The First Thing I Do Before Listing Any Used Coffee Roaster or Roastery Equipment


It Starts With Questions, Not Photos

Most people think selling a used coffee roaster starts with photos.

I don’t.

It starts way earlier than that. It starts with a phone call, or a message, and the first real question I ask is usually something like:

“Tell me the story.”

Not in a poetic way. Not to sound nice. I just need to understand what I’m looking at.

  • Why did you buy it in the first place?
  • How long did you actually run it?
  • Where did it shine? Where did it struggle?
  • Why are you letting it go now?

And usually there’s more in between those answers than people expect. Upgrades, fixes, late-night workarounds, small tweaks that never make it into a listing. That’s the real history.

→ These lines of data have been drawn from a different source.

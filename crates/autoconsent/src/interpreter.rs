//! Action-list interpreter.
//!
//! Every list is walked to the end. In [`Mode::Detect`] the result is the AND of all
//! probe actions in the list; a failed probe does not stop the remaining ones from
//! running. In [`Mode::Execute`] side-effecting actions run in order and their
//! failures are logged, never propagated.

use futures::future::BoxFuture;
use pagescout_core::{Error, Result};
use std::time::Duration;
use tokio::time::Instant;
use tracing::{debug, warn};

use crate::driver::PageDriver;
use crate::rule::Action;
use crate::scripts;
use crate::selector::{self, ElementSelector};

/// Cadence of the polling actions.
pub const POLL_INTERVAL: Duration = Duration::from_millis(100);

#[derive(Debug, Clone, Copy, PartialEq, Eq)]
pub enum Mode {
    /// Only probe page state.
    Detect,
    /// Perform clicks, scripts and style injection.
    Execute,
}

/// Run `actions` in `mode` and return whether every Detect-relevant action held.
///
/// A list with no Detect-relevant actions (or any list in Execute mode) yields `true`.
pub fn execute<'a>(driver: &'a dyn PageDriver, actions: &'a [Action], mode: Mode) -> BoxFuture<'a, bool> {
    Box::pin(async move {
        let mut matched = true;
        for action in actions {
            debug!(action = action.kind(), mode = ?mode, "Running consent action");
            if !run_action(driver, action, mode).await {
                matched = false;
            }
        }
        matched
    })
}

async fn run_action(driver: &dyn PageDriver, action: &Action, mode: Mode) -> bool {
    match (action, mode) {
        (Action::Exists { selector }, Mode::Detect) => selector::exists(driver, selector).await,
        // Visibility is approximated by existence.
        (Action::Visible { selector, .. }, Mode::Detect) => selector::exists(driver, selector).await,
        (Action::WaitFor { selector, timeout_ms }, Mode::Detect)
        | (Action::WaitForVisible { selector, timeout_ms, .. }, Mode::Detect) => {
            poll_until_found(driver, selector, *timeout_ms).await
        }
        (Action::CookieContains { substring }, Mode::Detect) => match driver.cookies_contain(substring).await {
            Ok(found) => found,
            Err(e) => {
                debug!(error = %e, "Cookie probe failed");
                false
            }
        },

        (Action::Click { selector, all }, Mode::Execute) => {
            if let Err(e) = selector::click(driver, selector, *all).await {
                warn!(selector = %selector, error = %e, "Click action failed");
            }
            true
        }
        (Action::WaitForThenClick { selector, timeout_ms, .. }, Mode::Execute) => {
            if let Err(e) = wait_for_then_click(driver, selector, *timeout_ms).await {
                warn!(selector = %selector, error = %e, "Wait-then-click action failed");
            }
            true
        }
        (Action::Hide { selector, method }, Mode::Execute) => {
            let script = scripts::hide_script(selector, method.as_deref());
            if let Err(e) = driver.evaluate_script(&script).await {
                warn!(selector = %selector, error = %e, "Hide action failed");
            }
            true
        }
        (Action::Eval { key }, Mode::Execute) => {
            match scripts::lookup(key) {
                Some(body) => {
                    if let Err(e) = driver.evaluate_script(&scripts::wrap(body)).await {
                        warn!(key = %key, error = %e, "Eval action failed");
                    }
                }
                None => warn!(key = %key, "Eval action names an unknown script"),
            }
            true
        }
        (
            Action::IfThenElse {
                condition,
                then_actions,
                else_actions,
            },
            Mode::Execute,
        ) => {
            let probe = [condition.to_action()];
            if execute(driver, &probe, Mode::Detect).await {
                debug!("Condition met, running 'then' branch");
                execute(driver, then_actions, Mode::Execute).await;
            } else {
                debug!("Condition not met, running 'else' branch");
                execute(driver, else_actions, Mode::Execute).await;
            }
            true
        }

        (Action::Wait { duration_ms }, _) => {
            driver.sleep(Duration::from_millis(*duration_ms)).await;
            true
        }

        // Inert in this mode.
        _ => true,
    }
}

/// Probe every [`POLL_INTERVAL`] until `selector` matches or `timeout_ms` elapses.
async fn poll_until_found(driver: &dyn PageDriver, selector: &ElementSelector, timeout_ms: u64) -> bool {
    let deadline = Instant::now() + Duration::from_millis(timeout_ms);
    while Instant::now() < deadline {
        if selector::exists(driver, selector).await {
            return true;
        }
        driver.sleep(POLL_INTERVAL).await;
    }
    false
}

/// Click the first match as soon as it shows up.
async fn wait_for_then_click(driver: &dyn PageDriver, selector: &ElementSelector, timeout_ms: u64) -> Result<()> {
    let deadline = Instant::now() + Duration::from_millis(timeout_ms);
    while Instant::now() < deadline {
        if selector::exists(driver, selector).await {
            selector::click(driver, selector, false).await?;
            return Ok(());
        }
        driver.sleep(POLL_INTERVAL).await;
    }
    Err(Error::Timeout(format!(
        "element '{}' did not appear within {}ms",
        selector, timeout_ms
    )))
}

#[cfg(test)]
mod tests {
    use super::*;
    use crate::rule::{parse_action_list, Condition};
    use crate::testing::{FakeNode, FakePage};
    use serde_json::json;

    fn actions(value: serde_json::Value) -> Vec<Action> {
        parse_action_list(&value).unwrap()
    }

    fn page_with(ids: &[&str]) -> FakePage {
        let page = FakePage::new("https://example.com/");
        for id in ids {
            page.add(page.root(), FakeNode::element("div").with_id(id));
        }
        page
    }

    #[tokio::test]
    async fn test_detect_is_and_of_probes() {
        let page = page_with(&["a", "b"]);
        assert!(execute(&page, &actions(json!([{"exists": "#a"}, {"visible": "#b"}])), Mode::Detect).await);
        assert!(!execute(&page, &actions(json!([{"exists": "#a"}, {"exists": "#c"}])), Mode::Detect).await);
        assert!(execute(&page, &[], Mode::Detect).await);
    }

    #[tokio::test(start_paused = true)]
    async fn test_detect_does_not_short_circuit() {
        let page = page_with(&["b"]);
        // The first probe fails, yet the wait and the later waitFor still run.
        let list = actions(json!([
            {"exists": "#missing"},
            {"wait": 200},
            {"waitFor": "#b", "timeout": 500}
        ]));
        assert!(!execute(&page, &list, Mode::Detect).await);
        assert_eq!(page.slept(), Duration::from_millis(200));
    }

    #[tokio::test]
    async fn test_execute_actions_inert_in_detect() {
        let page = page_with(&["reject"]);
        let list = actions(json!([
            {"click": "#reject"},
            {"waitForThenClick": "#reject"},
            {"hide": "#reject"},
            {"eval": "ONETRUST_REJECT_ALL"},
            {"if": {"exists": "#reject"}, "then": [{"click": "#reject"}], "else": []}
        ]));
        assert!(execute(&page, &list, Mode::Detect).await);
        assert!(page.clicks().is_empty());
        assert!(page.scripts().is_empty());
    }

    #[tokio::test]
    async fn test_detect_actions_inert_in_execute() {
        let page = page_with(&[]);
        let list = actions(json!([{"exists": "#missing"}, {"cookieContains": "nope"}, {"waitFor": "#missing", "timeout": 5000}]));
        assert!(execute(&page, &list, Mode::Execute).await);
        assert_eq!(page.slept(), Duration::ZERO);
    }

    #[tokio::test]
    async fn test_cookie_contains() {
        let page = page_with(&[]);
        page.add_cookie("OptanonConsent=isGpcEnabled=0&groups=C0001:1");
        assert!(execute(&page, &actions(json!([{"cookieContains": "OptanonConsent"}])), Mode::Detect).await);
        assert!(!execute(&page, &actions(json!([{"cookieContains": "euconsent-v2"}])), Mode::Detect).await);
    }

    #[tokio::test(start_paused = true)]
    async fn test_wait_for_returns_when_element_appears() {
        let page = FakePage::new("https://example.com/");
        page.add(
            page.root(),
            FakeNode::element("div").with_id("late").appearing_after(Duration::from_millis(350)),
        );
        let start = Instant::now();
        let found = execute(&page, &actions(json!([{"waitFor": "#late", "timeout": 1000}])), Mode::Detect).await;
        let elapsed = start.elapsed();
        assert!(found);
        assert!(elapsed >= Duration::from_millis(350));
        assert!(elapsed <= Duration::from_millis(350) + POLL_INTERVAL);
    }

    #[tokio::test(start_paused = true)]
    async fn test_wait_for_times_out_no_earlier_than_deadline() {
        let page = page_with(&[]);
        let start = Instant::now();
        let found = execute(&page, &actions(json!([{"waitForVisible": "#never", "timeout": 700}])), Mode::Detect).await;
        assert!(!found);
        assert!(start.elapsed() >= Duration::from_millis(700));
    }

    #[tokio::test(start_paused = true)]
    async fn test_wait_for_then_click_clicks_once_on_sighting() {
        let page = FakePage::new("https://example.com/");
        let button = page.add(
            page.root(),
            FakeNode::element("button").with_id("reject").appearing_after(Duration::from_millis(250)),
        );
        execute(&page, &actions(json!([{"waitForThenClick": "#reject", "timeout": 2000}])), Mode::Execute).await;
        assert_eq!(page.click_count(&button), 1);
        assert!(page.slept() < Duration::from_millis(2000));
    }

    #[tokio::test(start_paused = true)]
    async fn test_wait_for_then_click_timeout_is_an_error() {
        let page = page_with(&[]);
        let err = wait_for_then_click(&page, &"#never".into(), 300).await.unwrap_err();
        assert!(matches!(err, Error::Timeout(_)));
        assert!(page.clicks().is_empty());
    }

    #[tokio::test(start_paused = true)]
    async fn test_failures_do_not_abort_execute_list() {
        let page = page_with(&["close"]);
        let list = actions(json!([
            {"click": "#missing"},
            {"waitForThenClick": "#also-missing", "timeout": 200},
            {"eval": "EVAL_UNKNOWN"},
            {"click": "#close"}
        ]));
        assert!(execute(&page, &list, Mode::Execute).await);
        assert_eq!(page.clicks().len(), 1);
    }

    #[tokio::test]
    async fn test_if_then_else_runs_exactly_one_branch() {
        let page = FakePage::new("https://example.com/");
        page.add(page.root(), FakeNode::element("div").with_id("banner"));
        let then_btn = page.add(page.root(), FakeNode::element("button").with_id("then"));
        let else_btn = page.add(page.root(), FakeNode::element("button").with_id("else"));

        let when_present = actions(json!([{
            "if": {"exists": "#banner"},
            "then": [{"click": "#then"}],
            "else": [{"click": "#else"}]
        }]));
        execute(&page, &when_present, Mode::Execute).await;
        assert_eq!(page.click_count(&then_btn), 1);
        assert_eq!(page.click_count(&else_btn), 0);

        let when_absent = actions(json!([{
            "if": {"visible": "#no-banner"},
            "then": [{"click": "#then"}],
            "else": [{"click": "#else"}]
        }]));
        execute(&page, &when_absent, Mode::Execute).await;
        assert_eq!(page.click_count(&then_btn), 1);
        assert_eq!(page.click_count(&else_btn), 1);
    }

    #[tokio::test]
    async fn test_nested_if_then_else() {
        let page = page_with(&["outer", "inner"]);
        let target = page.add(page.root(), FakeNode::element("button").with_id("deep"));
        let list = vec![Action::IfThenElse {
            condition: Condition::Exists { selector: "#outer".into() },
            then_actions: vec![Action::IfThenElse {
                condition: Condition::Exists { selector: "#inner".into() },
                then_actions: vec![Action::Click { selector: "#deep".into(), all: false }],
                else_actions: vec![],
            }],
            else_actions: vec![],
        }];
        execute(&page, &list, Mode::Execute).await;
        assert_eq!(page.click_count(&target), 1);
    }

    #[tokio::test(start_paused = true)]
    async fn test_wait_runs_in_both_modes() {
        let page = page_with(&[]);
        let list = actions(json!([{"wait": 150}]));
        assert!(execute(&page, &list, Mode::Detect).await);
        assert!(execute(&page, &list, Mode::Execute).await);
        assert_eq!(page.slept(), Duration::from_millis(300));
    }

    #[tokio::test]
    async fn test_hide_and_eval_inject_scripts() {
        let page = page_with(&[]);
        let list = actions(json!([{"hide": "#cmp"}, {"eval": "COOKIEBOT_DECLINE"}]));
        execute(&page, &list, Mode::Execute).await;
        let scripts = page.scripts();
        assert_eq!(scripts.len(), 2);
        assert!(scripts[0].contains("#cmp { display: none !important; }"));
        assert!(scripts[1].starts_with("(()=>{") && scripts[1].contains("Cookiebot.decline"));
    }
}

What Buyers Are Actually Looking For

After more than 1,600 coffee roaster transactions, I can tell you this pretty clearly.

Buyers aren’t just looking at steel and burners.

They’re trying to understand risk.

They want to know if the machine is going to show up and just work, or if it’s going to turn into a project. And that’s not something you get from a few photos and a spec sheet.

What they really want is confidence.

Confidence that the machine has been cared for.
Confidence that the seller is being straight with them.
Confidence that nothing important is being left out.

That’s the part most listings miss.

Why Listings Stall Out

I’ve seen really good machines sit for months. Solid equipment. Fair pricing. Nothing wrong with them.

But the listing is thin. No context. No story. Just a few photos and a number.

And when that happens, buyers fill in the gaps themselves.

And honestly, they usually fill them in the wrong direction.

Now compare that to a listing where the full picture is there. What it was used for. How it was maintained. What changed over time. What it’s good at. What it’s not.

Those machines don’t sit as long. Not because they’re better machines, but because there’s less uncertainty.

The Real Job of a Listing

That’s what I’ve learned over time.

A strong listing isn’t just marketing. It’s translation.

It takes what happened over the life of a machine and turns it into something a buyer can actually understand and trust.

It removes guesswork. It answers questions before they get asked. It doesn’t try to hide the rough edges. It just explains them.

And weirdly enough, that’s what moves equipment faster.

Not hype. Not over-polishing. Just clarity.

Closing Thought

At the end of the day, a used roaster isn’t just a piece of equipment changing hands.

It’s a story continuing somewhere else.

And the better you tell that story, the easier it is for someone else to step into it and say, “Yeah… this could work in my world.”

About Rick’s Roastery Notes

These notes come out of real conversations with roasters, buyers, and sellers every week. People trying to decide whether to buy new or used equipment. People figuring out if it’s time to scale. People listing a machine they’ve outgrown and want to move the right way.

This isn’t theory, and it’s not marketing language. It’s what we see when equipment actually changes hands, when systems get built, and when operations are either set up to run smoothly… or quietly create problems later.

The goal is simple: Help people see the bigger picture before they make a decision they can’t easily unwind.

If that means a buyer feels more confident in what they’re choosing, a seller understands how to better position their equipment, or someone avoids a costly mismatch in their system, then it’s doing its job.

That’s really it. Just clarity, before commitment.